Fig 6. Involvement of the S6c domain in the KvS specific response to 4−AP.

(A) Typical current traces for the Kv2.1/Kv6.4_S6c_Kv9.3 chimera without (left) and with 4−AP (right) revealing inhibition by 4−AP, comparable to its effect on Kv2.1/Kv9.3_WT currents. The pulse protocol is shown above the current traces. (B) 4−AP (red trace) causes a small inhibiting effect of Kv2.1/Kv6.4_S6c_Kv9.3 currents which is the opposite of the 4−AP effect on the Kv2.1/Kv6.4_WT currents.

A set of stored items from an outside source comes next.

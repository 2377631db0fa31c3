pub mod svg;
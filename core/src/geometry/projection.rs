use serde::{Deserialize, Serialize};

use crate::geometry::point::{Point, Size};
use crate::visit::VisitRecord;

pub const DEFAULT_LAT_PADDING: f64 = 0.008;
pub const DEFAULT_LON_PADDING: f64 = 0.012;
pub const DEFAULT_MARGIN: f32 = 30.0;
/// Spans at or below this are degenerate and project with a unit denominator.
pub const MIN_SPAN: f64 = 1e-9;

/// Bounding-box padding and surface margins used by the projector.
#[derive(Debug, Clone, Copy, PartialEq, Serialize, Deserialize)]
#[serde(default)]
pub struct ProjectionOptions {
    pub lat_padding: f64,
    pub lon_padding: f64,
    pub margin_x: f32,
    pub margin_y: f32,
}

impl Default for ProjectionOptions {
    fn default() -> Self {
        Self {
            lat_padding: DEFAULT_LAT_PADDING,
            lon_padding: DEFAULT_LON_PADDING,
            margin_x: DEFAULT_MARGIN,
            margin_y: DEFAULT_MARGIN,
        }
    }
}

/// Padded geographic bounding box of a set of visits.
#[derive(Debug, Clone, Copy, PartialEq)]
pub struct GeoBounds {
    pub min_lat: f64,
    pub max_lat: f64,
    pub min_lon: f64,
    pub max_lon: f64,
}

impl GeoBounds {
    /// Bounds of every finite `(lat, lon)` pair, padded on each side.
    /// Returns `None` when no finite coordinate is present.
    pub fn from_coordinates<I>(coordinates: I, lat_padding: f64, lon_padding: f64) -> Option<Self>
    where
        I: IntoIterator<Item = (f64, f64)>,
    {
        coordinates
            .into_iter()
            .filter(|(lat, lon)| lat.is_finite() && lon.is_finite())
            .fold(None, |bounds: Option<GeoBounds>, (lat, lon)| {
                Some(match bounds {
                    None => GeoBounds {
                        min_lat: lat,
                        max_lat: lat,
                        min_lon: lon,
                        max_lon: lon,
                    },
                    Some(b) => GeoBounds {
                        min_lat: b.min_lat.min(lat),
                        max_lat: b.max_lat.max(lat),
                        min_lon: b.min_lon.min(lon),
                        max_lon: b.max_lon.max(lon),
                    },
                })
            })
            .map(|bounds| bounds.padded(lat_padding, lon_padding))
    }

    fn padded(self, lat_padding: f64, lon_padding: f64) -> Self {
        let lat_padding = sanitize_padding(lat_padding);
        let lon_padding = sanitize_padding(lon_padding);
        Self {
            min_lat: self.min_lat - lat_padding,
            max_lat: self.max_lat + lat_padding,
            min_lon: self.min_lon - lon_padding,
            max_lon: self.max_lon + lon_padding,
        }
    }

    /// Latitude extent used as the projection denominator.
    pub fn lat_span(&self) -> f64 {
        effective_span(self.max_lat - self.min_lat)
    }

    /// Longitude extent used as the projection denominator.
    pub fn lon_span(&self) -> f64 {
        effective_span(self.max_lon - self.min_lon)
    }
}

fn sanitize_padding(padding: f64) -> f64 {
    if padding.is_finite() {
        padding.abs()
    } else {
        0.0
    }
}

fn effective_span(span: f64) -> f64 {
    if span.is_finite() && span > MIN_SPAN {
        span
    } else {
        1.0
    }
}

/// Maps geographic coordinates onto a surface of a given logical size.
///
/// Higher latitudes land nearer the top. The projector is a pure value; the
/// renderer and the hit-tester each build one per call from the same inputs.
#[derive(Debug, Clone, Copy, PartialEq)]
pub struct Projector {
    bounds: GeoBounds,
    size: Size,
    margin_x: f32,
    margin_y: f32,
}

impl Projector {
    pub fn new(visits: &[VisitRecord], size: Size, options: &ProjectionOptions) -> Option<Self> {
        let bounds = GeoBounds::from_coordinates(
            visits
                .iter()
                .map(|visit| (visit.latitude, visit.longitude)),
            options.lat_padding,
            options.lon_padding,
        )?;
        Some(Self::with_bounds(bounds, size, options))
    }

    pub fn with_bounds(bounds: GeoBounds, size: Size, options: &ProjectionOptions) -> Self {
        Self {
            bounds,
            size,
            margin_x: options.margin_x,
            margin_y: options.margin_y,
        }
    }

    pub fn bounds(&self) -> &GeoBounds {
        &self.bounds
    }

    pub fn size(&self) -> Size {
        self.size
    }

    fn drawable_width(&self) -> f64 {
        f64::from((self.size.width - 2.0 * self.margin_x).max(0.0))
    }

    fn drawable_height(&self) -> f64 {
        f64::from((self.size.height - 2.0 * self.margin_y).max(0.0))
    }

    pub fn project(&self, latitude: f64, longitude: f64) -> Point {
        let x = (longitude - self.bounds.min_lon) / self.bounds.lon_span() * self.drawable_width()
            + f64::from(self.margin_x);
        let y = (1.0 - (latitude - self.bounds.min_lat) / self.bounds.lat_span())
            * self.drawable_height()
            + f64::from(self.margin_y);
        Point::new(x as f32, y as f32)
    }

    /// Inverse of [`Projector::project`]. A collapsed drawable axis maps to the
    /// middle of the bounds.
    pub fn unproject(&self, point: Point) -> (f64, f64) {
        let width = self.drawable_width();
        let height = self.drawable_height();
        let longitude = if width > 0.0 {
            (f64::from(point.x) - f64::from(self.margin_x)) / width * self.bounds.lon_span()
                + self.bounds.min_lon
        } else {
            (self.bounds.min_lon + self.bounds.max_lon) / 2.0
        };
        let latitude = if height > 0.0 {
            (1.0 - (f64::from(point.y) - f64::from(self.margin_y)) / height)
                * self.bounds.lat_span()
                + self.bounds.min_lat
        } else {
            (self.bounds.min_lat + self.bounds.max_lat) / 2.0
        };
        (latitude, longitude)
    }

    /// Projected center of every visit with finite coordinates, keyed by its
    /// index in `visits`. Order follows the input.
    pub fn project_visits(&self, visits: &[VisitRecord]) -> Vec<(usize, Point)> {
        visits
            .iter()
            .enumerate()
            .filter(|(_, visit)| visit.has_finite_coordinates())
            .map(|(index, visit)| (index, self.project(visit.latitude, visit.longitude)))
            .collect()
    }
}

#[cfg(test)]
mod tests {
    use super::*;

    fn visit(id: i64, latitude: f64, longitude: f64) -> VisitRecord {
        VisitRecord::new(id, format!("visit {id}"), latitude, longitude)
    }

    fn seoul_visits() -> Vec<VisitRecord> {
        vec![
            visit(1, 37.5656, 126.9254),
            visit(2, 37.5347, 127.0023),
            visit(3, 37.5858, 126.9823),
        ]
    }

    #[test]
    fn projection_is_deterministic() {
        let visits = seoul_visits();
        let size = Size::new(360.0, 280.0);
        let first = Projector::new(&visits, size, &ProjectionOptions::default()).unwrap();
        let second = Projector::new(&visits, size, &ProjectionOptions::default()).unwrap();
        assert_eq!(first.project_visits(&visits), second.project_visits(&visits));
    }

    #[test]
    fn higher_latitude_projects_nearer_the_top() {
        let visits = seoul_visits();
        let projector =
            Projector::new(&visits, Size::new(360.0, 280.0), &ProjectionOptions::default())
                .unwrap();
        let north = projector.project(37.5858, 126.9823);
        let south = projector.project(37.5347, 127.0023);
        assert!(north.y < south.y);
        assert!(south.x > north.x);
    }

    #[test]
    fn padded_extremes_stay_inside_margins() {
        let visits = seoul_visits();
        let projector =
            Projector::new(&visits, Size::new(360.0, 280.0), &ProjectionOptions::default())
                .unwrap();
        for (_, point) in projector.project_visits(&visits) {
            assert!(point.x > DEFAULT_MARGIN && point.x < 360.0 - DEFAULT_MARGIN);
            assert!(point.y > DEFAULT_MARGIN && point.y < 280.0 - DEFAULT_MARGIN);
        }
    }

    #[test]
    fn identical_latitudes_project_to_finite_interior_points() {
        let visits = vec![visit(1, 37.55, 126.92), visit(2, 37.55, 127.00)];
        let projector =
            Projector::new(&visits, Size::new(360.0, 280.0), &ProjectionOptions::default())
                .unwrap();
        let points = projector.project_visits(&visits);
        assert_eq!(points.len(), 2);
        for (_, point) in points {
            assert!(point.is_finite());
            assert!(point.x > 0.0 && point.x < 360.0);
            assert!(point.y > 0.0 && point.y < 280.0);
        }
    }

    #[test]
    fn identical_longitudes_project_to_finite_interior_points() {
        let visits = vec![visit(1, 37.54, 126.98), visit(2, 37.58, 126.98)];
        let projector =
            Projector::new(&visits, Size::new(360.0, 280.0), &ProjectionOptions::default())
                .unwrap();
        let points = projector.project_visits(&visits);
        assert_eq!(points.len(), 2);
        for (_, point) in &points {
            assert!(point.is_finite());
            assert!(point.x > 0.0 && point.x < 360.0);
            assert!(point.y > 0.0 && point.y < 280.0);
        }
        assert_eq!(points[0].1.x, points[1].1.x);
        assert!(points[1].1.y < points[0].1.y);
    }

    #[test]
    fn zero_span_without_padding_does_not_divide_by_zero() {
        let visits = vec![visit(1, 37.55, 126.92), visit(2, 37.55, 126.92)];
        let options = ProjectionOptions {
            lat_padding: 0.0,
            lon_padding: 0.0,
            ..Default::default()
        };
        let projector = Projector::new(&visits, Size::new(360.0, 280.0), &options).unwrap();
        let point = projector.project(37.55, 126.92);
        assert!(point.is_finite());
        assert_eq!(point, Point::new(DEFAULT_MARGIN, 280.0 - DEFAULT_MARGIN));
    }

    #[test]
    fn empty_input_has_no_projector() {
        assert!(Projector::new(&[], Size::new(100.0, 100.0), &ProjectionOptions::default())
            .is_none());
    }

    #[test]
    fn non_finite_coordinates_are_skipped() {
        let visits = vec![visit(1, f64::NAN, 126.92), visit(2, 37.55, 127.0)];
        let projector =
            Projector::new(&visits, Size::new(360.0, 280.0), &ProjectionOptions::default())
                .unwrap();
        let points = projector.project_visits(&visits);
        assert_eq!(points.len(), 1);
        assert_eq!(points[0].0, 1);
        assert!(points[0].1.is_finite());
    }

    #[test]
    fn unproject_inverts_project() {
        let visits = seoul_visits();
        let projector =
            Projector::new(&visits, Size::new(360.0, 280.0), &ProjectionOptions::default())
                .unwrap();
        let point = projector.project(37.5656, 126.9254);
        let (lat, lon) = projector.unproject(point);
        assert!((lat - 37.5656).abs() < 1e-4);
        assert!((lon - 126.9254).abs() < 1e-4);
    }

    #[test]
    fn tiny_surface_collapses_onto_the_margin() {
        let visits = seoul_visits();
        let projector =
            Projector::new(&visits, Size::new(40.0, 40.0), &ProjectionOptions::default())
                .unwrap();
        let point = projector.project(37.5656, 126.9254);
        assert_eq!(point, Point::new(DEFAULT_MARGIN, DEFAULT_MARGIN));
    }
}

Control trace shown in black. (C) The twin pulse protocol from Fig 4E was repeated on the Kv6.4_S6c_Kv9.3 chimera to illustrate that: 1) closed−state inactivation is still present at −80mV, 2) inactivated channels can be recovered in a 10s pulse to −100 mV and 3) 4−AP is unable to interfere with the closed−state inactivation of the Kv6.4_S6c_Kv9.3 chimera. (D) Activation and deactivation kinetics of the Kv2.1/Kv6.4_S6c_Kv9.3 heterotetramers (black circles). Time constants of the chimera were obtained with a single exponential function which resulted in a single fast component that remained unaltered under the influence of 4−AP (red circles). This chimera lacked the pronounced slow component present in Kv2.1/Kv6.4_WT heterotetramers (Fig 3C). (E) Voltage−dependence of activation (open symbols) and inactivation (closed symbols) of the Kv2.1/Kv6.4_S6c_Kv9.3 chimera obtained like for the WT Kv2.1/Kv6.4 heterotetramers in Fig 3. Both were nearly the same as for WT Kv2.1/Kv6.4 currents and remained unaffected by 4−AP application (red symbols).